Из других опасных направлений Черчилль обрушился на концепцию создания нового вида человека. В своих рассуждениях он апеллировал к пьесе Карела Чапека «Россумские универсальные роботы» (1920 год), в которой впервые встречается слово «робот», этимология которого уходит к чешским словам robot или robota, означающим подневольный труд. В отличие от современного понимания этого термина, больше связанного с механистической природой роботов, у Чапека робот представляет собой биологическое существо, выращенное искусственно. В него можно инсталлировать необходимые воспоминания и настроить на определенный образ мысли, лишив ненужных, по мнению создателя, эмоций, а также духовного и творческого начала. При таком сценарии начнется формирование массы бездушных людей, нацеленных на выполнение определенной задачи. У правителей, указывает Черчилль, появится множество способов влиять на образ мышления и желания своих подданных, и масштаб этого воздействия современному человеку даже трудно представить. Если этот сценарий возобладает, будущее превратится в кошмар, уверен Черчилль. Темнота и мрак будут настолько непроглядны, что «счастливое столкновение с какой-либо блуждающей звездой и превращением нашей планеты в сияющий газ станет милосердным избавлением»10.
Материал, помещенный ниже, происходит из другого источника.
//! Core types for the HTM library.
//!
//! This module contains fundamental type definitions and the SDR (Sparse Distributed Representation)
//! data structure that forms the foundation of all HTM algorithms.

mod primitives;
mod sdr;

pub use primitives::*;
pub use sdr::*;
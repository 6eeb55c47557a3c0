//! HTM algorithms implementation.
//!
//! This module contains the core algorithms of the anomaly pipeline:
//!
//! - **Connections**: The synaptic connectivity graph
//! - **Spatial Pooler**: Creates sparse representations from input patterns
//! - **Temporal Memory**: Learns temporal sequences
//! - **Anomaly**: Raw prediction error of one step
//! - **Anomaly Likelihood**: Calibrates raw scores against their recent history

mod anomaly;
mod anomaly_likelihood;
mod connections;
mod spatial_pooler;
mod temporal_memory;

pub use anomaly::Anomaly;
pub use anomaly_likelihood::{AnomalyLikelihood, AnomalyLikelihoodParams, Distribution};
pub use connections::{CellData, Connections, ConnectionsParams, SegmentData, SynapseData};
pub use spatial_pooler::{SpatialPooler, SpatialPoolerParams};
pub use temporal_memory::{TemporalMemory, TemporalMemoryParams};
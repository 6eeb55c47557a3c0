//! Scalar Encoder implementation.
//!
//! The Scalar Encoder converts a bounded numeric value into a contiguous run
//! of active bits whose position is proportional to the value. Nearby values
//! share bits. With `periodic` set the run wraps around the end of the
//! output, so the maximum and minimum of the range become neighbors.

use crate::encoders::Encoder;
use crate::error::{HtmError, Result};
use crate::types::{ElemSparse, Sdr, UInt};

/// Parameters for creating a Scalar Encoder.
#[derive(Debug, Clone, PartialEq)]
pub struct ScalarEncoderParams {
    /// Minimum value of the input range.
    pub minimum: f64,

    /// Maximum value of the input range.
    pub maximum: f64,

    /// Number of active bits for each encoding.
    pub active_bits: UInt,

    /// Two inputs separated by more than the radius have non-overlapping
    /// representations. Determines the output size.
    pub radius: f64,

    /// Whether the input range is periodic (e.g., hours of the day).
    pub periodic: bool,

    /// Whether inputs are enumerated categories with disjoint representations.
    /// Overrides `radius` and `periodic`.
    pub category: bool,
}

impl Default for ScalarEncoderParams {
    fn default() -> Self {
        Self {
            minimum: 0.0,
            maximum: 100.0,
            active_bits: 21,
            radius: 10.0,
            periodic: false,
            category: false,
        }
    }
}

/// Encodes bounded scalar values into contiguous runs of active bits.
///
/// # Example
///
/// ```rust
/// use htm_anomaly::encoders::{Encoder, ScalarEncoder, ScalarEncoderParams};
///
/// let encoder = ScalarEncoder::new(ScalarEncoderParams {
///     minimum: 0.0,
///     maximum: 24.0,
///     active_bits: 4,
///     radius: 4.0,
///     periodic: true,
///     category: false,
/// }).unwrap();
///
/// assert_eq!(encoder.size(), 24);
/// let sdr = encoder.encode(23.5).unwrap();
/// assert_eq!(sdr.get_sparse(), &[0, 1, 2, 23]);
/// ```
#[derive(Debug, Clone)]
pub struct ScalarEncoder {
    minimum: f64,
    maximum: f64,
    size: UInt,
    active_bits: UInt,
    periodic: bool,
    category: bool,

    /// Input units per bucket.
    resolution: f64,

    /// Number of distinct start positions.
    num_buckets: UInt,
}

impl ScalarEncoder {
    /// Creates a new Scalar Encoder.
    ///
    /// # Errors
    ///
    /// Returns an error if the range is empty, `active_bits` is zero, the
    /// radius is not positive or the resulting size cannot hold `active_bits`.
    pub fn new(params: ScalarEncoderParams) -> Result<Self> {
        if params.maximum.is_nan() || params.maximum <= params.minimum {
            return Err(HtmError::InvalidParameter {
                name: "maximum",
                message: "Maximum must be greater than minimum".to_string(),
            });
        }

        if params.active_bits == 0 {
            return Err(HtmError::InvalidParameter {
                name: "active_bits",
                message: "Must be > 0".to_string(),
            });
        }

        let range = params.maximum - params.minimum;

        let (size, num_buckets, resolution) = if params.category {
            let num_categories = range.round() as UInt + 1;
            (num_categories * params.active_bits, num_categories, 1.0)
        } else {
            if !(params.radius.is_finite() && params.radius > 0.0) {
                return Err(HtmError::InvalidParameter {
                    name: "radius",
                    message: format!("Radius must be > 0, got {}", params.radius),
                });
            }
            let resolution = params.radius / f64::from(params.active_bits);
            // Absorb rounding noise such as 7 / (1 / 3) = 21.000000000000004.
            let buckets = ((range / resolution - 1e-9).ceil() as UInt).max(1);
            if params.periodic {
                (buckets, buckets, range / f64::from(buckets))
            } else {
                let num_buckets = buckets + 1;
                (num_buckets + params.active_bits - 1, num_buckets, resolution)
            }
        };

        if size < params.active_bits {
            return Err(HtmError::InvalidParameter {
                name: "radius",
                message: format!(
                    "Output of {size} bits cannot hold {} active bits",
                    params.active_bits
                ),
            });
        }

        Ok(Self {
            minimum: params.minimum,
            maximum: params.maximum,
            size,
            active_bits: params.active_bits,
            periodic: params.periodic && !params.category,
            category: params.category,
            resolution,
            num_buckets,
        })
    }

    /// Returns the bucket index for a value.
    ///
    /// Periodic encoders wrap out-of-range values; others clip them.
    pub fn bucket_index(&self, value: f64) -> UInt {
        let range = self.maximum - self.minimum;
        if self.periodic {
            let offset = (value - self.minimum).rem_euclid(range);
            let bucket = (offset / self.resolution).floor() as UInt;
            bucket % self.num_buckets
        } else {
            let clipped = value.clamp(self.minimum, self.maximum);
            let bucket = ((clipped - self.minimum) / self.resolution).round() as UInt;
            bucket.min(self.num_buckets - 1)
        }
    }

    /// Returns the resolution.
    pub fn resolution(&self) -> f64 {
        self.resolution
    }

    /// Returns the number of active bits.
    pub fn active_bits(&self) -> UInt {
        self.active_bits
    }

    /// Returns whether this is a periodic encoder.
    pub fn periodic(&self) -> bool {
        self.periodic
    }

    fn block_width(&self) -> UInt {
        // Category blocks are laid end to end.
        if self.category {
            self.active_bits
        } else {
            1
        }
    }
}

impl Encoder<f64> for ScalarEncoder {
    fn size(&self) -> usize {
        self.size as usize
    }

    fn encode(&self, value: f64) -> Result<Sdr> {
        if !value.is_finite() {
            return Err(HtmError::InvalidInput(format!(
                "scalar encoder cannot encode non-finite value {value}"
            )));
        }

        let start = self.bucket_index(value) * self.block_width();

        let mut sparse: Vec<ElemSparse> = (0..self.active_bits)
            .map(|i| {
                if self.periodic {
                    (start + i) % self.size
                } else {
                    start + i
                }
            })
            .collect();
        sparse.sort_unstable();

        Ok(Sdr::from_sparse_unchecked(self.size as usize, sparse))
    }
}
//! Encoders for converting observations into SDR representations.
//!
//! # Available Encoders
//!
//! - [`RandomDistributedScalarEncoder`]: hashes value buckets to random bit sets
//! - [`ScalarEncoder`]: contiguous, optionally periodic, runs of active bits
//! - [`DateEncoder`]: cyclic calendar features of a timestamp
//! - [`RecordEncoder`]: value and timestamp encodings concatenated
//!
//! # Example
//!
//! ```rust
//! use htm_anomaly::encoders::{Encoder, RandomDistributedScalarEncoder, RdseParams};
//!
//! let encoder = RandomDistributedScalarEncoder::new(RdseParams {
//!     size: 400,
//!     sparsity: 0.1,
//!     resolution: 0.5,
//!     seed: 1,
//! }).unwrap();
//!
//! let sdr = encoder.encode(50.0).unwrap();
//! assert_eq!(sdr.get_sum(), 40);
//! ```

mod base;
pub mod date;
mod multi;
mod rdse;
mod scalar;

pub use base::Encoder;
pub use date::{DateEncoder, DateEncoderParams};
pub use multi::{EncoderField, RecordEncoder, TimeEncoding};
pub use rdse::{RandomDistributedScalarEncoder, Rdse, RdseParams};
pub use scalar::{ScalarEncoder, ScalarEncoderParams};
Подобные рассуждения и выводы Черчилля приходятся на первую половину 1930-х годов. Несмотря на четкие очертания опасностей, с которыми был связан научно-технический прогресс и которые настораживали британского политика, в целом он продолжал верить, что, несмотря на все перипетии и метаморфозы, через которые прошло человечество, сам человек – «наследник каменного века, покоритель природы со всеми ее испытаниями и чудовищами» – выстоял. «Освобожденный силой разума из оков средневековых страхов и суеверий, человек вышел на смертный бой с прирожденным достоинством, – восхищенно отмечал британский автор. – Снова и снова человек подвергался омерзительным бомбардировкам, снова и снова он отправлялся из госпиталя на фронт, снова и снова он боролся со стаей голодных субмарин. Он остался непоколебим, не потерял себя, пронеся через все эти муки торжество справедливого и милосердного разума»11.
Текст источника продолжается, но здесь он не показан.